[Stored data]
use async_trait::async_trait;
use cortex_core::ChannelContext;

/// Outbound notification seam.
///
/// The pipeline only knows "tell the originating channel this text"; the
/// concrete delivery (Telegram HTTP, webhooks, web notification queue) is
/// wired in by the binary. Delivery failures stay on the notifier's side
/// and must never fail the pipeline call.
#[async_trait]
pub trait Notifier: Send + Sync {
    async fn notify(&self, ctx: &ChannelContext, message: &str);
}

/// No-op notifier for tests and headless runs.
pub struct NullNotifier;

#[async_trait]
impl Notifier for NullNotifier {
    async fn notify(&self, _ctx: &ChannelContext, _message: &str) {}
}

▶ **ASSIGNMENT**
Every line above should be written out again exactly as it stands.

▶ **TASK OUTPUT**
use async_trait::async_trait;
use cortex_core::ChannelContext;

/// Outbound notification seam.
///
/// The pipeline only knows "tell the originating channel this text"; the
/// concrete delivery (Telegram HTTP, webhooks, web notification queue) is
/// wired in by the binary. Delivery failures stay on the notifier's side
/// and must never fail the pipeline call.
#[async_trait]
pub trait Notifier: Send + Sync {
    async fn notify(&self, ctx: &ChannelContext, message: &str);
}

/// No-op notifier for tests and headless runs.
pub struct NullNotifier;

#[async_trait]
impl Notifier for NullNotifier {
    async fn notify(&self, _ctx: &ChannelContext, _message: &str) {}
}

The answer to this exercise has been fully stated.